Saved data entries
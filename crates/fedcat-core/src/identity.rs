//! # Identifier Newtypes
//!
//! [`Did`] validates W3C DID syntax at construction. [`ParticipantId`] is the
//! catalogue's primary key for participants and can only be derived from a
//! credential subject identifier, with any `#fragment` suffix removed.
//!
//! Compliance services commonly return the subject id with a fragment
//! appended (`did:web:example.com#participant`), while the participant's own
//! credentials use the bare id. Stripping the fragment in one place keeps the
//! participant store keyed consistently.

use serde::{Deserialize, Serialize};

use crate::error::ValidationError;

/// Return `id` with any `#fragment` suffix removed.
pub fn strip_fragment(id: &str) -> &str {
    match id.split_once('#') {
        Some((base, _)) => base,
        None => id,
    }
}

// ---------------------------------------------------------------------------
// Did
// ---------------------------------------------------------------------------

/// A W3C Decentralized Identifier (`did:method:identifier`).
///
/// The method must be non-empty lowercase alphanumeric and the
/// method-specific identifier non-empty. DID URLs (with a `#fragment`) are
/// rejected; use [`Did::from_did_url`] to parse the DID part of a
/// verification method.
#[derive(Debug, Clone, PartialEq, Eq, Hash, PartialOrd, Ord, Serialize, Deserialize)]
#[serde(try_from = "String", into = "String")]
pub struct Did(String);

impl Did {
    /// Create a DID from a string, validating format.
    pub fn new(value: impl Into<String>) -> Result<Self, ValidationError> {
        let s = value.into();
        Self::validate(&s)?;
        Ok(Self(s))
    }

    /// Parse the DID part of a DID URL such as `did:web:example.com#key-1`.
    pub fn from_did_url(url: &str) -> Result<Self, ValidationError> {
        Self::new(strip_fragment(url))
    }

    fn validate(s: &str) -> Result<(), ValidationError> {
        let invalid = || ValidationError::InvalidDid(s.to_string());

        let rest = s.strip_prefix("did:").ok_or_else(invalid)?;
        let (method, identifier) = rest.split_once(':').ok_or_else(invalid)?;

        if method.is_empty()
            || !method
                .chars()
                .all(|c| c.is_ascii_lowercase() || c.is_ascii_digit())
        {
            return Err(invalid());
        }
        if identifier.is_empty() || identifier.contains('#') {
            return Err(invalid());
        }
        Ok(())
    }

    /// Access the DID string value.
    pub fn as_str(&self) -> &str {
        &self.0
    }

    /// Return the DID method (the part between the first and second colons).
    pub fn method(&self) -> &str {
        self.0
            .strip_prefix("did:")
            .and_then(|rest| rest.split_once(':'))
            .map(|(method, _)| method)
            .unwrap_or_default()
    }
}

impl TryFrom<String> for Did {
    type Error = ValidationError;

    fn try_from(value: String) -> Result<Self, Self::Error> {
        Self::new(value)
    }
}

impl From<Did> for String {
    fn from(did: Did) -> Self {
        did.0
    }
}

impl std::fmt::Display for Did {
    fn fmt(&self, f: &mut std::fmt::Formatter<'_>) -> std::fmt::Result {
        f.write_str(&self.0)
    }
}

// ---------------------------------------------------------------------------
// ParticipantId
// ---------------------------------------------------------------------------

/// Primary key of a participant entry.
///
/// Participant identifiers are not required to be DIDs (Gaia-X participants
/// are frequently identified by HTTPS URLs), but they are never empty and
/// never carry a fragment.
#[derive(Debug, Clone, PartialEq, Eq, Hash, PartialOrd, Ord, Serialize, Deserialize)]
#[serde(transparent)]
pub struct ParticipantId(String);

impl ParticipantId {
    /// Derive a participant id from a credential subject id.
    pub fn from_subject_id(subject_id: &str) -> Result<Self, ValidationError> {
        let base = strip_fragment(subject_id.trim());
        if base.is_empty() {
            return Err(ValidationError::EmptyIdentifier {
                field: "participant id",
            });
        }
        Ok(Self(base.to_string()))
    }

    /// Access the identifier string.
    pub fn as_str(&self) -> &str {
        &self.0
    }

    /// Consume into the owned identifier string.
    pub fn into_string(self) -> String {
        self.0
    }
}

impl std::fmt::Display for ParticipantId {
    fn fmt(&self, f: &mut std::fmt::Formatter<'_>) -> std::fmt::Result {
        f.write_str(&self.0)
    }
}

# [TASK DIRECTIONS]
Precisely the line with "credential subject id." and the lines after it, up to the last line of the entries above, are to be reproduced, and nothing more.

# [WRITTEN RESPONSE]
    /// Derive a participant id from a credential subject id.
    pub fn from_subject_id(subject_id: &str) -> Result<Self, ValidationError> {
        let base = strip_fragment(subject_id.trim());
        if base.is_empty() {
            return Err(ValidationError::EmptyIdentifier {
                field: "participant id",
            });
        }
        Ok(Self(base.to_string()))
    }

    /// Access the identifier string.
    pub fn as_str(&self) -> &str {
        &self.0
    }

    /// Consume into the owned identifier string.
    pub fn into_string(self) -> String {
        self.0
    }
}

impl std::fmt::Display for ParticipantId {
    fn fmt(&self, f: &mut std::fmt::Formatter<'_>) -> std::fmt::Result {
        f.write_str(&self.0)
    }
}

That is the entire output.